Veinte años más tarde, de nuevo, el agresor Estado de Israel, de forma unilateral y contra toda ley internacional, se anexionó, ilegalmente, la parte oriental, bajo la protección de Jordania, comenzando, desde entonces, una política de exclusión, de limpieza étnica y cultural, contra las poblaciones cristiana y musulmana, aumentando los asentamientos judíos, denegando la residencia de sus anteriores y legítimos moradores, demoliendo los hogares de sus tradicionales habitantes, restringiendo sus libertad de movimiento y, por último, levantando el conocido como “Muro de la Ignominia” alrededor de la ciudad, para separar la urbe del resto del territorio palestino, sobre el que la Corte Internacional de Justicia se pronunciaba en los siguientes términos: “La construcción del muro construido por Israel, la potencia ocupante, en el territorio palestino ocupado, incluyendo en y alrededor de Jerusalén Este y su régimen asociado, son contrarios al Derecho Internacional”, por lo que “todos los Estados están bajo la obligación de no reconocer la ilegal situación resultante de la construcción del muro y de no entregar asistencia en mantener la situación creada por tal construcción”.

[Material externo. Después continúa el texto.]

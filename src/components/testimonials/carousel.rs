//! Slide index bookkeeping for the testimonial carousel.

use serde::Deserialize;

/// A quote shown in the carousel.
#[derive(Clone, Debug, PartialEq, Eq, Deserialize)]
pub struct Testimonial {
	pub quote: String,
	pub author: String,
	pub company: String,
}

/// Current slide of a fixed-length carousel. Navigation wraps at both ends.
#[derive(Clone, Copy, Debug, Default, PartialEq, Eq)]
pub struct Carousel {
	index: usize,
	len: usize,
}

impl Carousel {
	pub fn new(len: usize) -> Self {
		Self { index: 0, len }
	}

	pub fn current(&self) -> usize {
		self.index
	}

	pub fn len(&self) -> usize {
		self.len
	}

	pub fn is_empty(&self) -> bool {
		self.len == 0
	}

	pub fn next(&mut self) {
		if self.len > 0 {
			self.index = (self.index + 1) % self.len;
		}
	}

	pub fn prev(&mut self) {
		if self.len > 0 {
			self.index = (self.index + self.len - 1) % self.len;
		}
	}

	/// Jump to a slide; out-of-range indices are ignored.
	pub fn go_to(&mut self, index: usize) {
		if index < self.len {
			self.index = index;
		}
	}
}
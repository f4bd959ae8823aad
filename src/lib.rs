//! forge-site: single-page site for an automation consultancy.
//!
//! This crate renders the page as a WASM application: an ambient particle
//! background behind the hero, a testimonial carousel, a contact form posting
//! to a hosted form service, and a chat widget relaying questions to a
//! webhook-driven assistant.

use leptos::prelude::*;
use leptos_meta::*;
use log::{Level, info};

pub mod components;
pub mod config;

pub use components::chat_widget::{ChatConfig, ChatSession, ChatWidget};
pub use components::contact_form::{ContactConfig, ContactForm};
pub use components::particle_field::{ParticleCanvas, ParticleField, ParticleStyle};
pub use components::testimonials::{Testimonial, Testimonials};
pub use config::{SiteConfig, load_site_config};

/// Initialize logging and panic hooks for the WASM target.
pub fn init_logging() {
	let _ = console_log::init_with_level(Level::Debug);
	console_error_panic_hook::set_once();
	info!("forge-site: logging initialized");
}

/// Main application component.
/// Loads page configuration from the DOM and lays out the sections.
#[component]
pub fn App() -> impl IntoView {
	provide_meta_context();

	let SiteConfig {
		chat,
		particles,
		contact,
		testimonials,
	} = load_site_config();

	view! {
		<Html attr:lang="en" attr:dir="ltr" />
		<Title text="IronForge Automations" />
		<Meta charset="UTF-8" />
		<Meta name="viewport" content="width=device-width, initial-scale=1.0" />

		<main>
			<section id="home" class="hero">
				<ParticleCanvas config=particles />
				<div class="hero__content">
					<h1>"Forging the Future of Your Business"</h1>
					<p class="hero__subtitle">"Automation and AI for the businesses that build things."</p>
					<a class="hero__cta" href="#contact">"Get in Touch"</a>
				</div>
			</section>
			<section id="testimonials" class="section">
				<h2>"What Our Clients Say"</h2>
				<Testimonials items=testimonials />
			</section>
			<section id="contact" class="section">
				<h2>"Get in Touch"</h2>
				<ContactForm config=contact />
			</section>
		</main>
		<ChatWidget config=chat />
	}
}
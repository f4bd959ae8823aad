//! Leptos component for the auto-advancing testimonial carousel.

use gloo_timers::callback::Interval;
use leptos::prelude::*;

use super::carousel::{Carousel, Testimonial};

/// Milliseconds between automatic slide changes.
const AUTO_ADVANCE_MS: u32 = 7_000;

/// Sliding carousel of client quotes with arrows and dot navigation.
///
/// Advances on its own every seven seconds; manual navigation restarts the
/// countdown. Renders nothing when there are no testimonials.
#[component]
pub fn Testimonials(#[prop(into)] items: Vec<Testimonial>) -> impl IntoView {
	if items.is_empty() {
		return ().into_any();
	}

	let count = items.len();
	let carousel = RwSignal::new(Carousel::new(count));
	let ticker = StoredValue::new_local(None::<Interval>);

	let restart = move || {
		ticker.set_value(Some(Interval::new(AUTO_ADVANCE_MS, move || {
			carousel.try_update(Carousel::next);
		})));
	};
	restart();
	on_cleanup(move || {
		ticker.try_update_value(|t| t.take());
	});

	let navigate = move |step: fn(&mut Carousel)| {
		carousel.update(step);
		restart();
	};

	let slides = items
		.into_iter()
		.map(|t| {
			view! {
				<div class="testimonials__slide">
					<p class="testimonials__quote">"\u{201c}" {t.quote} "\u{201d}"</p>
					<h3 class="testimonials__author">{t.author}</h3>
					<p class="testimonials__company">{t.company}</p>
				</div>
			}
		})
		.collect::<Vec<_>>();

	let dots = (0..count)
		.map(|i| {
			view! {
				<button
					class="testimonials__dot"
					class:testimonials__dot--active=move || carousel.with(|c| c.current() == i)
					aria-label=format!("Go to testimonial {}", i + 1)
					on:click=move |_| {
						carousel.update(|c| c.go_to(i));
						restart();
					}
				></button>
			}
		})
		.collect::<Vec<_>>();

	view! {
		<div class="testimonials">
			<div class="testimonials__viewport">
				<div
					class="testimonials__track"
					style:transform=move || {
						format!("translateX(-{}%)", carousel.with(Carousel::current) * 100)
					}
				>
					{slides}
				</div>
			</div>
			<button
				class="testimonials__arrow testimonials__arrow--prev"
				aria-label="Previous testimonial"
				on:click=move |_| navigate(Carousel::prev)
			>
				"‹"
			</button>
			<button
				class="testimonials__arrow testimonials__arrow--next"
				aria-label="Next testimonial"
				on:click=move |_| navigate(Carousel::next)
			>
				"›"
			</button>
			<div class="testimonials__dots">{dots}</div>
		</div>
	}
	.into_any()
}
//! Leptos component for the contact form.

use leptos::prelude::*;
use leptos::task::spawn_local;
use log::warn;

use super::form::{ContactConfig, ContactFields, Field, FieldErrors, SubmitState, submit};

/// Validated contact form posting to a hosted form service.
///
/// Fields are validated when they lose focus and again on submit. Without a
/// configured form id every input is disabled and a notice explains why.
#[component]
pub fn ContactForm(#[prop(optional)] config: Option<ContactConfig>) -> impl IntoView {
	let endpoint = config.unwrap_or_default().endpoint();
	let configured = endpoint.is_some();
	let fields = RwSignal::new(ContactFields::default());
	let errors = RwSignal::new(FieldErrors::default());
	let state = RwSignal::new(SubmitState::Idle);

	let validate_on_blur = move |field: Field| {
		let error = fields.with(|f| f.validate_field(field));
		errors.update(|e| e.set(field, error));
	};

	let on_submit = move |ev: leptos::ev::SubmitEvent| {
		ev.prevent_default();
		let Some(endpoint) = endpoint.clone() else {
			warn!("forge-site: contact form submitted without a form id");
			return;
		};
		if state.get_untracked() == SubmitState::Submitting {
			return;
		}
		let snapshot = fields.get_untracked();
		if let Err(found) = snapshot.validate() {
			errors.set(found);
			return;
		}
		errors.set(FieldErrors::default());
		state.set(SubmitState::Submitting);

		spawn_local(async move {
			match submit(&endpoint, &snapshot).await {
				Ok(()) => {
					fields.try_set(ContactFields::default());
					state.try_set(SubmitState::Succeeded);
				}
				Err(e) => {
					warn!("forge-site: contact submission failed: {e}");
					state.try_set(SubmitState::Failed);
				}
			}
		});
	};

	let input_disabled = move || !configured;
	let submit_disabled = move || !configured || state.get() == SubmitState::Submitting;

	let field_input = move |field: Field, id: &'static str, label: &'static str, kind: &'static str| {
		let error_id = format!("{id}-error");
		let describedby = error_id.clone();
		let on_input = move |ev: leptos::ev::Event| {
			let value = event_target_value(&ev);
			fields.update(|f| f.set(field, value));
		};
		let value = move || fields.with(|f| f.get(field).to_string());
		let invalid = move || errors.with(|e| e.get(field).is_some());
		let control = if kind == "textarea" {
			view! {
				<textarea
					id=id
					rows="5"
					class="contact-form__input"
					class:contact-form__input--invalid=invalid
					aria-invalid=move || invalid().to_string()
					aria-describedby=describedby
					disabled=input_disabled
					prop:value=value
					on:input=on_input
					on:blur=move |_| validate_on_blur(field)
				></textarea>
			}
			.into_any()
		} else {
			view! {
				<input
					id=id
					type=kind
					class="contact-form__input"
					class:contact-form__input--invalid=invalid
					aria-invalid=move || invalid().to_string()
					aria-describedby=describedby
					disabled=input_disabled
					prop:value=value
					on:input=on_input
					on:blur=move |_| validate_on_blur(field)
				/>
			}
			.into_any()
		};
		view! {
			<div class="contact-form__field">
				<label for=id class="contact-form__label">
					{label}
				</label>
				{control}
				{move || {
					errors
						.with(|e| e.get(field))
						.map(|msg| {
							view! {
								<p id=error_id.clone() class="contact-form__error">
									{msg}
								</p>
							}
						})
				}}
			</div>
		}
	};

	view! {
		<form class="contact-form" novalidate=true on:submit=on_submit>
			{(!configured)
				.then(|| {
					view! {
						<div class="contact-form__notice contact-form__notice--warning">
							"Contact form is currently unavailable. Configuration is pending."
						</div>
					}
				})}
			{move || {
				(state.get() == SubmitState::Succeeded)
					.then(|| {
						view! {
							<div class="contact-form__notice contact-form__notice--success">
								"Thank you! Your message has been sent successfully."
							</div>
						}
					})
			}}
			{move || {
				(state.get() == SubmitState::Failed)
					.then(|| {
						view! {
							<div class="contact-form__notice contact-form__notice--error">
								"Something went wrong. Please try again."
							</div>
						}
					})
			}}
			{field_input(Field::Name, "name", "Full Name", "text")}
			{field_input(Field::Email, "email", "Email Address", "email")}
			{field_input(Field::Message, "message", "Message", "textarea")}
			<div class="contact-form__actions">
				<button type="submit" class="contact-form__submit" disabled=submit_disabled>
					{move || {
						if state.get() == SubmitState::Submitting { "Sending..." } else { "Send Message" }
					}}
				</button>
			</div>
		</form>
	}
}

La anexión de Jerusalén por Israel, por otra parte, nunca fue reconocida por el Consejo de Seguridad de la ONU, que, en su Resolución 476, de 30 de junio de 1980, sobre territorios ocupados por el Estado judío, establece: “Todas las medidas legislativas y administrativas, así como las acciones tomadas por Israel, la potencia ocupante, que buscan alterar el carácter de la Ciudad Santa de Jerusalén no tienen validez legal y constituyen una violación flagrante de la Cuarta Convención de Ginebra” y tras la promulgación de la denominada “ley básica”, ley sionista dictada por los sionistas que dispone, “Jerusalén, completa y unida, es la capital de Israel”, de nuevo se pronuncia con contundencia el Consejo de Seguridad de las Naciones Unidas, en la Resolución 478, de 28 de agosto de 1980, donde se condena, una vez más, el intento de anexión de la zona Este de Jerusalén por parte de Israel, importante Resolución que reitera y estipula: “Todas las medidas legislativas y administrativas, así como las acciones tomadas por Israel, la potencia ocupante, que han alterado o intentan alterar el carácter y status de la Ciudad Santa de Jerusalén y, particularmente, la reciente “ley básica” sobre Jerusalén, son nulas e invalidas y deben ser revocadas inmediatamente”. Los judíos, con su atávico desprecio al resto de la humanidad, que ellos despectivamente califican como “goyn”, y a las Resoluciones emanadas de los organismos internacionales, han hecho caso omiso al sentimiento de los hombres de fe y a la legalidad vigente.

 

Los judíos actúan en este caso como cucos, astutos y ladinos, se comportan de forma taimada y habilidosa para conseguir los fines que persiguen, tratando de engañar a los demás, apropiándose de lo ajeno, masacran a quienes les descubren, y después se van a consolar, fingiendo un dolor, que en realidad es gozo y burla, al muro de las lamentaciones.

 

Después de este nuevo y reciente crimen histórico contra el orbe creyente, que se quiere perpetrar y consumar por el nefasto Estado sionista, al apoderarse y profanar, por la fuerza y contra toda razón, del territorio sagrado de gran impacto espiritual para cristianos y musulmanes, de la ciudad abierta y santa que no les pertenece en exclusiva, contraviniendo, con prepotencia, el estatus y el orden mundial sobre Jerusalén, con menosprecio y desafío a toda legalidad y legitimidad. Una voz unánime de Justicia se debe elevar ante este atropello en todo el mundo cristiano: “¡Delenda est Israel!”